Eating and drinking is something taken very seriously in China and, while you may feel you know what to  expect, based on Chinese restaurants around the globe, think again. Most overseas Chinese restaurant dishes are only loosely based on Cantonese cooking, one of the four major styles, and specialization in each one of these runs deeper than you could imagine, with some chefs spending decades perfecting just one dish. 


Thus part of exploring China should definitely involve exploring its cuisine; not only is it mouth-wateringly tasty, but it is such a fundamental part of life here that it gives real insight into the nature of the country. Food is such an important facet of the culture that a basic greeting like “ni chi baole ma?” which is used to mean “how are you?” translates as “have you eaten yet?” China’s new economy is based on business deals cut over extravagant banquets and all the major festivals have associated snacks or dishes. 


What is also striking, especially in the south, is the incredible variety of food available and its freshness. In this region live animals such as bamboo rats, dogs and snakes can be seen caged outside restaurants, just waiting to be ordered! This can be most shocking to Western eyes. 


Chinese restaurants are so ubiquitous that chopsticks are hardly a new thing in the West, but do you know how they came into being 3,000 years ago? Originally much larger versions were used to stir and remove food during cooking (and these can still be seen), but over time they were refined into the chopsticks we know today.  


The Chinese name, kuaizi, translates as quick (or nimble) sticks and that’s exactly what they are, enabling the diner to eat comfortably using only one hand. It is normal to hold them with your right hand, which avoids clashing elbows at circular tables, and the best leverage is gained from holding them two-thirds of the way up. The bottom stick should remain immobile while the top one is held like a pen to manipulate the food.  


Don’t worry too much about your ability (or lack thereof) with chopsticks as you’ll be forgiven your faux pas. But there are a couple of things you should avoid doing. Passing food with chopsticks or sticking them vertically into your bowl will cause offence as these actions are associated with funeral rites. 


To indicate that you’ve finished eating, simply rest your chopsticks horizontally across the top of your bowl. Restaurants tend to offer plastic, metal or ceramic chopsticks, and most canteens will provide disposable wooden ones, which causes hundreds of trees to be cut down daily. The cheapest places might only have washed wooden versions, so if you plan on eating in a lot of these places (and want to help the environment) it’s worth carrying your own pair. 


The four major styles


Chinese diets were historically defined by the kind of crops grown and animals that could be reared or hunted in a given area. Thus wheat-based noodles, bread and, to a lesser extent, potatoes are the staples in the north while the balmy south is a land of rice, which has been cultivated in China since 5000 BC! Outside influences also had their part to play as you will find when sampling Macanese and Portuguese delights in Macau.

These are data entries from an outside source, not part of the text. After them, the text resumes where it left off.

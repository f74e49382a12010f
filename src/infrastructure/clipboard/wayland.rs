//! Wayland clipboard adapter using wl-copy

use std::path::PathBuf;
use std::process::Stdio;
use std::time::Duration;

use async_trait::async_trait;
use tokio::io::{AsyncReadExt, AsyncWriteExt};
use tokio::process::{ChildStderr, Command};
use tokio::time::timeout;

use crate::application::ports::{Clipboard, ClipboardError};

/// Upper bound for handing one payload to wl-copy
pub const WL_COPY_TIMEOUT: Duration = Duration::from_secs(5);

const STDERR_READ_TIMEOUT: Duration = Duration::from_millis(500);

/// Wayland clipboard adapter using wl-copy
pub struct WaylandClipboard {
    program: PathBuf,
    timeout: Duration,
}

impl WaylandClipboard {
    /// Create a new Wayland clipboard adapter
    pub fn new() -> Self {
        Self {
            program: PathBuf::from("wl-copy"),
            timeout: WL_COPY_TIMEOUT,
        }
    }

    /// Override the bound on a single write
    pub fn with_timeout(mut self, timeout: Duration) -> Self {
        self.timeout = timeout;
        self
    }

    #[cfg(test)]
    fn with_program(mut self, program: impl Into<PathBuf>) -> Self {
        self.program = program.into();
        self
    }

    /// Build wl-copy args for one payload
    fn build_args(mime_type: &str) -> [&str; 2] {
        ["--type", mime_type]
    }

    async fn copy_inner(&self, data: &[u8], mime_type: &str) -> Result<(), ClipboardError> {
        // On success wl-copy forks a server that inherits stdout/stderr and
        // keeps serving the selection, so those pipes are never read to EOF.
        let mut child = Command::new(&self.program)
            .args(Self::build_args(mime_type))
            .stdin(Stdio::piped())
            .stdout(Stdio::null())
            .stderr(Stdio::piped())
            .kill_on_drop(true)
            .spawn()
            .map_err(|e| {
                if e.kind() == std::io::ErrorKind::NotFound {
                    ClipboardError::WlCopyNotFound
                } else {
                    ClipboardError::CopyFailed(e.to_string())
                }
            })?;

        // Write payload to stdin, dropping it to signal EOF
        if let Some(mut stdin) = child.stdin.take() {
            stdin
                .write_all(data)
                .await
                .map_err(|e| ClipboardError::CopyFailed(e.to_string()))?;
        }

        let status = child
            .wait()
            .await
            .map_err(|e| ClipboardError::CopyFailed(e.to_string()))?;
        let stderr = child.stderr.take();

        if !status.success() {
            let reason = match stderr {
                Some(stderr) => Self::read_reason(stderr).await,
                None => String::new(),
            };
            return Err(ClipboardError::CopyFailed(if reason.is_empty() {
                format!("wl-copy exited with status: {}", status)
            } else {
                reason
            }));
        }

        // Keep the server's stderr drained until it exits
        if let Some(mut stderr) = stderr {
            tokio::spawn(async move {
                let _ = tokio::io::copy(&mut stderr, &mut tokio::io::sink()).await;
            });
        }

        Ok(())
    }

    /// Whatever a failed wl-copy printed, bounded in time
    async fn read_reason(mut stderr: ChildStderr) -> String {
        let mut reason = String::new();
        let _ = timeout(STDERR_READ_TIMEOUT, stderr.read_to_string(&mut reason)).await;
        reason.trim().to_string()
    }
}

impl Default for WaylandClipboard {
    fn default() -> Self {
        Self::new()
    }
}

#[async_trait]
impl Clipboard for WaylandClipboard {
    async fn copy(&self, data: &[u8], mime_type: &str) -> Result<(), ClipboardError> {
        timeout(self.timeout, self.copy_inner(data, mime_type))
            .await
            .map_err(|_| ClipboardError::Timeout(self.timeout.as_secs()))?
    }
}

#[cfg(test)]
mod tests {
    use super::*;

    #[test]
    fn args_carry_the_type_label() {
        assert_eq!(
            WaylandClipboard::build_args("image/png"),
            ["--type", "image/png"]
        );
    }

    #[test]
    fn default_timeout() {
        assert_eq!(WaylandClipboard::default().timeout, Duration::from_secs(5));
    }

    fn fake_wl_copy(dir: &tempfile::TempDir, script: &str) -> PathBuf {
        use std::os::unix::fs::PermissionsExt;

        let path = dir.path().join("wl-copy");
        std::fs::write(&path, script).unwrap();
        std::fs::set_permissions(&path, std::fs::Permissions::from_mode(0o755)).unwrap();
        path
    }

    #[tokio::test]
    async fn hung_wl_copy_times_out() {
        let dir = tempfile::tempdir().unwrap();
        let clipboard = WaylandClipboard::new()
            .with_program(fake_wl_copy(&dir, "#!/bin/sh\nexec sleep 30\n"))
            .with_timeout(Duration::from_millis(200));

        let started = std::time::Instant::now();
        let result = clipboard.copy(b"hello", "text/plain").await;

        assert!(matches!(result, Err(ClipboardError::Timeout(_))));
        assert!(started.elapsed() < Duration::from_secs(5));
    }

    #[tokio::test]
    async fn failed_write_carries_wl_copy_stderr() {
        let dir = tempfile::tempdir().unwrap();
        let clipboard = WaylandClipboard::new().with_program(fake_wl_copy(
            &dir,
            "#!/bin/sh\ncat >/dev/null\necho 'Failed to connect to a Wayland server' >&2\nexit 1\n",
        ));

        match clipboard.copy(b"hello", "text/plain").await {
            Err(ClipboardError::CopyFailed(reason)) => {
                assert_eq!(reason, "Failed to connect to a Wayland server");
            }
            other => panic!("expected CopyFailed, got {:?}", other),
        }
    }

    #[tokio::test]
    async fn silent_failure_falls_back_to_status() {
        let dir = tempfile::tempdir().unwrap();
        let clipboard = WaylandClipboard::new()
            .with_program(fake_wl_copy(&dir, "#!/bin/sh\ncat >/dev/null\nexit 3\n"));

        match clipboard.copy(b"hello", "text/plain").await {
            Err(ClipboardError::CopyFailed(reason)) => {
                assert!(reason.starts_with("wl-copy exited with status"));
            }
            other => panic!("expected CopyFailed, got {:?}", other),
        }
    }

    #[tokio::test]
    async fn payload_and_type_reach_wl_copy() {
        let dir = tempfile::tempdir().unwrap();
        let out = dir.path().join("out");
        let script = format!(
            "#!/bin/sh\nprintf '%s|' \"$2\" > '{0}'\ncat >> '{0}'\n",
            out.display()
        );
        let clipboard = WaylandClipboard::new().with_program(fake_wl_copy(&dir, &script));

        clipboard.copy(b"\x89PNG", "image/png").await.unwrap();
        assert_eq!(std::fs::read(&out).unwrap(), b"image/png|\x89PNG".to_vec());
    }
}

Local cuisines further developed according to the quality and availability of particular ingredients. As you travel through the country you will be confronted by new local specialties at every turn, and if you take advantage of these it will add both flavor and understanding to the regional differences in your journey.
But in this modern day the various styles have managed to permeate most areas of the country and, while less popular and probably less tasty
than the local delicacies, Cantonese dim sum can be chosen in Beijing or Mongolian hotpot ordered in Guangzhou. The four major regional styles are detailed below, though these can be subdivided countless more times.


Southern  (Guangdongcai)

Cantonese food
is the epitome of the southern style and is the most globally renowned, though it’s still very different in Guangdongthan London or New York. 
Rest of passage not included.